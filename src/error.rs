//! Error types shared across the harness.

use thiserror::Error;

use crate::array::ArrayError;

/// Errors raised while loading or validating a benchmark configuration.
#[derive(Debug, Error)]
pub enum ConfigError {
    #[error("IO error: {0}")]
    Io(#[from] std::io::Error),

    #[error("YAML parse error: {0}")]
    Yaml(#[from] serde_yaml::Error),

    #[error("JSON error: {0}")]
    Json(#[from] serde_json::Error),

    #[error("Invalid configuration: {0}")]
    Invalid(String),
}

/// Top-level error for a benchmark run.
///
/// Nothing is recovered locally: every variant aborts the run.
#[derive(Debug, Error)]
pub enum BenchError {
    #[error(transparent)]
    Config(#[from] ConfigError),

    #[error("unknown source type '{0}'")]
    UnknownSourceType(String),

    #[error("unknown operation type '{0}'")]
    UnknownOperationType(String),

    /// The array runtime failed during load, transform or materialization.
    #[error("array runtime failure: {0}")]
    Load(#[from] ArrayError),

    #[error("IO error: {0}")]
    Io(#[from] std::io::Error),

    #[error("failed to start worker pool: {0}")]
    Scheduler(#[from] rayon::ThreadPoolBuildError),
}

pub type Result<T, E = BenchError> = std::result::Result<T, E>;
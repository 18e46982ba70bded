//! Wildcard matching for source filters and dataset paths.

use std::path::{Path, PathBuf};

use crate::array::ArrayError;

/// Match `text` against a pattern where `*` matches any run of characters
/// and `?` matches exactly one. Case-sensitive.
pub fn matches_glob(text: &str, pattern: &str) -> bool {
    let text: Vec<char> = text.chars().collect();
    let pattern: Vec<char> = pattern.chars().collect();

    let (mut t, mut p) = (0, 0);
    let mut backtrack: Option<(usize, usize)> = None;

    while t < text.len() {
        match pattern.get(p) {
            Some('*') => {
                backtrack = Some((p, t));
                p += 1;
            }
            Some(&c) if c == '?' || c == text[t] => {
                t += 1;
                p += 1;
            }
            _ => match backtrack {
                // Let the last `*` swallow one more character.
                Some((star, matched)) => {
                    p = star + 1;
                    t = matched + 1;
                    backtrack = Some((star, matched + 1));
                }
                None => return false,
            },
        }
    }
    pattern[p..].iter().all(|&c| c == '*')
}

/// Name filter: case-insensitive glob when the pattern has wildcards,
/// substring match otherwise.
pub fn matches_filter(text: &str, pattern: &str) -> bool {
    let pattern = pattern.to_lowercase();
    let text = text.to_lowercase();

    if pattern.contains(['*', '?']) {
        matches_glob(&text, &pattern)
    } else {
        text.contains(&pattern)
    }
}

/// Expand a path whose file name may contain wildcards into the sorted list
/// of matching files. Paths without wildcards are returned as-is.
pub fn expand_paths(pattern: &str) -> Result<Vec<PathBuf>, ArrayError> {
    let path = Path::new(pattern);
    let Some(file_pattern) = path.file_name().and_then(|f| f.to_str()) else {
        return Err(ArrayError::NoFiles(pattern.to_string()));
    };
    if !file_pattern.contains(['*', '?']) {
        return Ok(vec![path.to_path_buf()]);
    }

    let dir = match path.parent() {
        Some(p) if !p.as_os_str().is_empty() => p.to_path_buf(),
        _ => PathBuf::from("."),
    };

    let mut files = Vec::new();
    for entry in std::fs::read_dir(&dir)? {
        let entry = entry?;
        let path = entry.path();
        if !path.is_file() {
            continue;
        }
        if let Some(name) = path.file_name().and_then(|n| n.to_str()) {
            if matches_glob(name, file_pattern) {
                files.push(path);
            }
        }
    }

    if files.is_empty() {
        return Err(ArrayError::NoFiles(pattern.to_string()));
    }
    // Sort for deterministic ordering
    files.sort();
    Ok(files)
}
//! End-to-end tests against a throw-away local API server.

use std::collections::HashMap;
use std::sync::{Arc, Mutex};
use std::time::Duration;

use axum::{
    extract::{Query, State},
    http::StatusCode,
    response::IntoResponse,
    routing::get,
    Json, Router,
};
use serde_json::json;

use profiles_client::{ProfilesClient, ProfilesError};
use socialsearch_common::{Network, SearchQuery, Tier};

type Seen = Arc<Mutex<Vec<HashMap<String, String>>>>;

async fn serve(app: Router) -> String {
    let listener = tokio::net::TcpListener::bind("127.0.0.1:0").await.unwrap();
    let addr = listener.local_addr().unwrap();
    tokio::spawn(async move {
        axum::serve(listener, app).await.unwrap();
    });
    format!("http://{addr}")
}

async fn profiles_ok(
    State(seen): State<Seen>,
    Query(params): Query<HashMap<String, String>>,
) -> impl IntoResponse {
    seen.lock().unwrap().push(params);
    Json(json!({
        "data": [
            {"username": "sunset.daily", "followers": 1500},
            {"username": "golden_hour", "followers": 320}
        ]
    }))
}

#[tokio::test]
async fn search_sends_one_get_with_exact_params() {
    let seen: Seen = Arc::default();
    let app = Router::new()
        .route("/api/v1/profiles", get(profiles_ok))
        .with_state(seen.clone());
    let base = serve(app).await;

    let client = ProfilesClient::new(&base, Duration::from_secs(5));
    let rows = client
        .search(&SearchQuery::new(Network::TikTok, "sunset", Tier::Free))
        .await
        .unwrap();

    assert_eq!(rows.len(), 2);
    assert_eq!(rows[0].title().as_deref(), Some("sunset.daily"));

    let seen = seen.lock().unwrap();
    assert_eq!(seen.len(), 1);
    assert_eq!(seen[0].get("social").map(String::as_str), Some("tiktok"));
    assert_eq!(seen[0].get("search").map(String::as_str), Some("sunset"));
    assert_eq!(seen[0].get("is_premium").map(String::as_str), Some("false"));
}

#[tokio::test]
async fn non_success_status_is_api_error() {
    let app = Router::new().route(
        "/api/v1/profiles",
        get(|| async { (StatusCode::BAD_GATEWAY, "upstream down") }),
    );
    let base = serve(app).await;

    let client = ProfilesClient::new(&base, Duration::from_secs(5));
    let err = client
        .search(&SearchQuery::new(Network::Twitter, "rust", Tier::Pro))
        .await
        .unwrap_err();

    match err {
        ProfilesError::Api { status, message } => {
            assert_eq!(status, 502);
            assert_eq!(message, "upstream down");
        }
        other => panic!("expected Api error, got {other:?}"),
    }
}

#[tokio::test]
async fn slow_api_times_out() {
    let app = Router::new().route(
        "/api/v1/profiles",
        get(|| async {
            tokio::time::sleep(Duration::from_secs(2)).await;
            Json(json!({"data": []}))
        }),
    );
    let base = serve(app).await;

    let client = ProfilesClient::new(&base, Duration::from_millis(100));
    let err = client
        .search(&SearchQuery::new(Network::YouTube, "cats", Tier::Free))
        .await
        .unwrap_err();

    assert!(matches!(err, ProfilesError::Timeout), "got {err:?}");
}

#[tokio::test]
async fn malformed_body_is_parse_error() {
    let app = Router::new().route("/api/v1/profiles", get(|| async { "<html>oops</html>" }));
    let base = serve(app).await;

    let client = ProfilesClient::new(&base, Duration::from_secs(5));
    let err = client
        .search(&SearchQuery::new(Network::Instagram, "cats", Tier::Free))
        .await
        .unwrap_err();

    assert!(matches!(err, ProfilesError::Parse(_)), "got {err:?}");
}

#[tokio::test]
async fn empty_data_is_empty_result() {
    let app = Router::new().route(
        "/api/v1/profiles",
        get(|| async { Json(json!({"data": []})) }),
    );
    let base = serve(app).await;

    let client = ProfilesClient::new(&base, Duration::from_secs(5));
    let rows = client
        .search(&SearchQuery::new(Network::Instagram, "nothing here", Tier::Free))
        .await
        .unwrap();

    assert!(rows.is_empty());
}
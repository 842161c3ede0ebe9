pub mod error;
pub mod memory;
pub mod postgres;
pub mod ranking;
pub mod traits;

pub use error::{Result, StoreError};
pub use memory::MemoryStore;
pub use postgres::PgSearchStore;
pub use traits::SearchStore;
use std::fmt;
use std::str::FromStr;

use serde::{Deserialize, Serialize};

use crate::error::ParseError;

// --- Networks and plans ---

/// A social platform a search can target.
#[derive(Debug, Clone, Copy, PartialEq, Eq, Hash, PartialOrd, Ord, Serialize, Deserialize)]
#[serde(rename_all = "lowercase")]
pub enum Network {
    Instagram,
    TikTok,
    Twitter,
    YouTube,
}

impl Network {
    /// Fixed display order, shared by the dropdown and the per-network chart.
    pub const ALL: [Network; 4] = [
        Network::Instagram,
        Network::TikTok,
        Network::Twitter,
        Network::YouTube,
    ];

    /// Value sent to the profiles API and written to the store.
    pub fn as_str(&self) -> &'static str {
        match self {
            Network::Instagram => "instagram",
            Network::TikTok => "tiktok",
            Network::Twitter => "twitter",
            Network::YouTube => "youtube",
        }
    }

    pub fn label(&self) -> &'static str {
        match self {
            Network::Instagram => "Instagram",
            Network::TikTok => "TikTok",
            Network::Twitter => "Twitter",
            Network::YouTube => "Youtube",
        }
    }

    /// Position in [`Network::ALL`].
    pub fn index(&self) -> usize {
        match self {
            Network::Instagram => 0,
            Network::TikTok => 1,
            Network::Twitter => 2,
            Network::YouTube => 3,
        }
    }
}

impl fmt::Display for Network {
    fn fmt(&self, f: &mut fmt::Formatter<'_>) -> fmt::Result {
        f.write_str(self.as_str())
    }
}

impl FromStr for Network {
    type Err = ParseError;

    fn from_str(s: &str) -> Result<Self, Self::Err> {
        match s.trim().to_ascii_lowercase().as_str() {
            "instagram" => Ok(Network::Instagram),
            "tiktok" => Ok(Network::TikTok),
            "twitter" => Ok(Network::Twitter),
            "youtube" => Ok(Network::YouTube),
            other => Err(ParseError::UnknownNetwork(other.to_string())),
        }
    }
}

/// Subscription level. Pro unlocks favorites and premium search results.
#[derive(Debug, Clone, Copy, Default, PartialEq, Eq, Serialize, Deserialize)]
#[serde(rename_all = "lowercase")]
pub enum Tier {
    #[default]
    Free,
    Pro,
}

impl Tier {
    pub fn is_premium(&self) -> bool {
        matches!(self, Tier::Pro)
    }

    pub fn as_str(&self) -> &'static str {
        match self {
            Tier::Free => "free",
            Tier::Pro => "pro",
        }
    }
}

impl fmt::Display for Tier {
    fn fmt(&self, f: &mut fmt::Formatter<'_>) -> fmt::Result {
        f.write_str(self.as_str())
    }
}

impl FromStr for Tier {
    type Err = ParseError;

    fn from_str(s: &str) -> Result<Self, Self::Err> {
        match s.trim().to_ascii_lowercase().as_str() {
            "free" => Ok(Tier::Free),
            "pro" => Ok(Tier::Pro),
            other => Err(ParseError::UnknownTier(other.to_string())),
        }
    }
}

// --- Search ---

/// One outbound profile search. Built per submit and dropped once rendered.
#[derive(Debug, Clone, PartialEq, Eq, Serialize)]
pub struct SearchQuery {
    pub network: Network,
    pub text: String,
    pub is_premium: bool,
}

impl SearchQuery {
    pub fn new(network: Network, text: impl Into<String>, tier: Tier) -> Self {
        Self {
            network,
            text: text.into(),
            is_premium: tier.is_premium(),
        }
    }
}

/// A row returned by the profiles API. The shape belongs to the API, so it is
/// kept as raw JSON and only inspected for display.
#[derive(Debug, Clone, PartialEq, Serialize, Deserialize)]
#[serde(transparent)]
pub struct SearchResultRow(pub serde_json::Value);

impl SearchResultRow {
    pub fn new(value: serde_json::Value) -> Self {
        Self(value)
    }

    /// Top-level scalar fields as display pairs, sorted by key.
    /// Nested objects and arrays are skipped. A scalar row becomes a single
    /// `value` field.
    pub fn fields(&self) -> Vec<(String, String)> {
        match &self.0 {
            serde_json::Value::Object(map) => map
                .iter()
                .filter_map(|(k, v)| scalar_to_string(v).map(|s| (k.clone(), s)))
                .collect(),
            other => scalar_to_string(other)
                .map(|s| vec![("value".to_string(), s)])
                .unwrap_or_default(),
        }
    }

    /// First string field that looks like a profile handle or name.
    pub fn title(&self) -> Option<String> {
        const KEYS: [&str; 5] = ["username", "name", "full_name", "title", "handle"];
        let map = self.0.as_object()?;
        KEYS.iter()
            .find_map(|k| map.get(*k).and_then(|v| v.as_str()))
            .map(str::to_string)
    }
}

fn scalar_to_string(value: &serde_json::Value) -> Option<String> {
    match value {
        serde_json::Value::String(s) => Some(s.clone()),
        serde_json::Value::Number(n) => Some(n.to_string()),
        serde_json::Value::Bool(b) => Some(b.to_string()),
        _ => None,
    }
}

// --- Store records ---

/// Analytics entry written after every successful search.
#[derive(Debug, Clone, PartialEq, Eq, Serialize, Deserialize)]
pub struct SearchRecord {
    pub query: String,
    pub social: Network,
}

impl SearchRecord {
    pub fn new(query: impl Into<String>, social: Network) -> Self {
        Self {
            query: query.into(),
            social,
        }
    }
}

impl From<&SearchQuery> for SearchRecord {
    fn from(q: &SearchQuery) -> Self {
        Self::new(q.text.clone(), q.network)
    }
}

/// A query the user marked as favorite.
#[derive(Debug, Clone, PartialEq, Eq, Serialize, Deserialize)]
pub struct FavoriteRecord {
    pub query: String,
    pub social: Network,
}

impl FavoriteRecord {
    pub fn new(query: impl Into<String>, social: Network) -> Self {
        Self {
            query: query.into(),
            social,
        }
    }
}

impl From<&SearchQuery> for FavoriteRecord {
    fn from(q: &SearchQuery) -> Self {
        Self::new(q.text.clone(), q.network)
    }
}

/// Grouping key for the keyword leaderboard.
pub fn normalize_query(query: &str) -> String {
    query.trim().to_lowercase()
}

// --- Ranking ---

#[derive(Debug, Clone, PartialEq, Eq, Serialize, Deserialize)]
pub struct RankingEntry {
    pub query: String,
    pub network: String,
    pub amount: i64,
}

/// Search counts per network, positionally aligned to [`Network::ALL`].
#[derive(Debug, Clone, Copy, Default, PartialEq, Eq, Serialize, Deserialize)]
#[serde(transparent)]
pub struct SocialCounts(pub [u64; 4]);

impl SocialCounts {
    pub fn get(&self, network: Network) -> u64 {
        self.0[network.index()]
    }

    pub fn set(&mut self, network: Network, count: u64) {
        self.0[network.index()] = count;
    }

    pub fn increment(&mut self, network: Network) {
        self.0[network.index()] += 1;
    }

    pub fn total(&self) -> u64 {
        self.0.iter().sum()
    }

    pub fn as_slice(&self) -> &[u64] {
        &self.0
    }
}

/// Aggregates shown on the ranking dashboard.
#[derive(Debug, Clone, Default, PartialEq, Eq, Serialize, Deserialize)]
pub struct RankingPayload {
    pub list: Vec<RankingEntry>,
    pub statistics: SocialCounts,
}

impl RankingPayload {
    /// True when nothing has been recorded yet.
    pub fn is_empty(&self) -> bool {
        self.list.is_empty() && self.statistics.total() == 0
    }
}

#[cfg(test)]
mod tests {
    use super::*;
    use serde_json::json;

    #[test]
    fn network_parses_loosely() {
        assert_eq!("TikTok".parse::<Network>().unwrap(), Network::TikTok);
        assert_eq!(" youtube ".parse::<Network>().unwrap(), Network::YouTube);
        assert!(matches!(
            "facebook".parse::<Network>(),
            Err(ParseError::UnknownNetwork(_))
        ));
    }

    #[test]
    fn network_serializes_as_wire_value() {
        assert_eq!(serde_json::to_string(&Network::TikTok).unwrap(), "\"tiktok\"");
        assert_eq!(serde_json::to_string(&Network::YouTube).unwrap(), "\"youtube\"");
        let parsed: Network = serde_json::from_str("\"instagram\"").unwrap();
        assert_eq!(parsed, Network::Instagram);
    }

    #[test]
    fn network_index_matches_all_order() {
        for (i, network) in Network::ALL.iter().enumerate() {
            assert_eq!(network.index(), i);
        }
    }

    #[test]
    fn tier_controls_premium_flag() {
        assert!(SearchQuery::new(Network::Twitter, "rust", Tier::Pro).is_premium);
        assert!(!SearchQuery::new(Network::Twitter, "rust", Tier::Free).is_premium);
        assert_eq!("PRO".parse::<Tier>().unwrap(), Tier::Pro);
        assert!("gold".parse::<Tier>().is_err());
    }

    #[test]
    fn row_fields_skip_nested_values() {
        let row = SearchResultRow::new(json!({
            "username": "sunset_lover",
            "followers": 1200,
            "verified": false,
            "posts": [1, 2, 3],
            "meta": {"a": 1}
        }));
        let fields = row.fields();
        assert_eq!(fields.len(), 3);
        assert!(fields.contains(&("followers".to_string(), "1200".to_string())));
        assert_eq!(row.title().as_deref(), Some("sunset_lover"));
    }

    #[test]
    fn scalar_row_is_single_field() {
        let row = SearchResultRow::new(json!("just text"));
        assert_eq!(row.fields(), vec![("value".to_string(), "just text".to_string())]);
        assert_eq!(row.title(), None);
    }

    #[test]
    fn social_counts_align_to_networks() {
        let mut counts = SocialCounts::default();
        counts.increment(Network::Twitter);
        counts.increment(Network::Twitter);
        counts.set(Network::Instagram, 5);
        assert_eq!(counts.as_slice(), &[5, 0, 2, 0]);
        assert_eq!(counts.total(), 7);
    }

    #[test]
    fn empty_payload_detects_no_data() {
        assert!(RankingPayload::default().is_empty());
        let payload = RankingPayload {
            list: vec![],
            statistics: SocialCounts([0, 1, 0, 0]),
        };
        assert!(!payload.is_empty());
    }

    #[test]
    fn normalize_query_trims_and_lowercases() {
        assert_eq!(normalize_query("  Sunset Beach "), "sunset beach");
    }
}
//! Per-visitor state keyed by the `ss_session` cookie.
//!
//! Each session owns its own search panel and ranking dashboard, so the
//! ranking is fetched once per visitor and a running search survives page
//! reloads. The map is capped: when full, idle sessions are pruned and then
//! the least recently seen one is evicted.

use std::collections::HashMap;
use std::sync::{Arc, Mutex as StdMutex};
use std::time::{Duration, Instant};

use tokio::sync::Mutex;
use tracing::debug;
use uuid::Uuid;

use socialsearch_common::Tier;
use socialsearch_core::{ProfileSearch, RankingDashboard, SearchPanel};
use socialsearch_store::SearchStore;

pub const COOKIE_NAME: &str = "ss_session";
pub const SESSION_IDLE_SECS: u64 = 24 * 3600;
pub const MAX_SESSIONS: usize = 10_000;

pub struct Session {
    pub id: Uuid,
    pub panel: SearchPanel,
    pub ranking: RankingDashboard,
    last_seen: StdMutex<Instant>,
}

impl Session {
    fn touch(&self, now: Instant) {
        *self.last_seen.lock().unwrap_or_else(|e| e.into_inner()) = now;
    }

    fn last_seen(&self) -> Instant {
        *self.last_seen.lock().unwrap_or_else(|e| e.into_inner())
    }

    fn idle_for(&self, now: Instant) -> Duration {
        now.saturating_duration_since(self.last_seen())
    }
}

pub struct Sessions {
    inner: Mutex<HashMap<Uuid, Arc<Session>>>,
    profiles: Arc<dyn ProfileSearch>,
    store: Arc<dyn SearchStore>,
    default_tier: Tier,
    idle_timeout: Duration,
    max_sessions: usize,
}

impl Sessions {
    pub fn new(profiles: Arc<dyn ProfileSearch>, store: Arc<dyn SearchStore>, default_tier: Tier) -> Self {
        Self {
            inner: Mutex::new(HashMap::new()),
            profiles,
            store,
            default_tier,
            idle_timeout: Duration::from_secs(SESSION_IDLE_SECS),
            max_sessions: MAX_SESSIONS,
        }
    }

    #[cfg(test)]
    pub fn with_idle_timeout(mut self, idle_timeout: Duration) -> Self {
        self.idle_timeout = idle_timeout;
        self
    }

    #[cfg(test)]
    pub fn with_max_sessions(mut self, max_sessions: usize) -> Self {
        self.max_sessions = max_sessions.max(1);
        self
    }

    /// Find the session named by the request's Cookie header, or start a new
    /// one. Returns the Set-Cookie value when a new session was created.
    pub async fn resolve(&self, cookie_header: Option<&str>) -> (Arc<Session>, Option<String>) {
        let now = Instant::now();
        let id = cookie_header
            .and_then(|h| parse_cookie(h, COOKIE_NAME))
            .and_then(|v| Uuid::parse_str(v).ok());

        let mut sessions = self.inner.lock().await;
        if let Some(id) = id {
            match sessions.get(&id) {
                Some(session) if session.idle_for(now) < self.idle_timeout => {
                    session.touch(now);
                    return (session.clone(), None);
                }
                Some(_) => {
                    sessions.remove(&id);
                }
                None => {}
            }
        }

        if sessions.len() >= self.max_sessions {
            self.make_room(&mut sessions, now);
        }

        let session = Arc::new(Session {
            id: Uuid::new_v4(),
            panel: SearchPanel::new(self.default_tier, self.profiles.clone(), self.store.clone()),
            ranking: RankingDashboard::new(self.store.clone()),
            last_seen: StdMutex::new(now),
        });
        sessions.insert(session.id, session.clone());
        let cookie = session_cookie(session.id);
        (session, Some(cookie))
    }

    fn make_room(&self, sessions: &mut HashMap<Uuid, Arc<Session>>, now: Instant) {
        let before = sessions.len();
        sessions.retain(|_, s| s.idle_for(now) < self.idle_timeout);
        if sessions.len() < before {
            debug!(pruned = before - sessions.len(), "Pruned idle sessions");
        }

        while sessions.len() >= self.max_sessions {
            let oldest = sessions
                .iter()
                .min_by_key(|(_, s)| s.last_seen())
                .map(|(id, _)| *id);
            match oldest {
                Some(id) => {
                    sessions.remove(&id);
                    debug!(session = %id, "Evicted least recently seen session");
                }
                None => break,
            }
        }
    }

    #[cfg(test)]
    pub async fn count(&self) -> usize {
        self.inner.lock().await.len()
    }
}

pub fn session_cookie(id: Uuid) -> String {
    format!("{COOKIE_NAME}={id}; Path=/; HttpOnly; SameSite=Lax; Max-Age={SESSION_IDLE_SECS}")
}

fn parse_cookie<'a>(header: &'a str, name: &str) -> Option<&'a str> {
    for part in header.split(';') {
        let part = part.trim();
        if let Some(value) = part.strip_prefix(name) {
            if let Some(value) = value.strip_prefix('=') {
                return Some(value);
            }
        }
    }
    None
}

▶ **Problem**: Using the data above, count the lines that include "struct" and write the number alone.

▶ **Finished exercise**: 9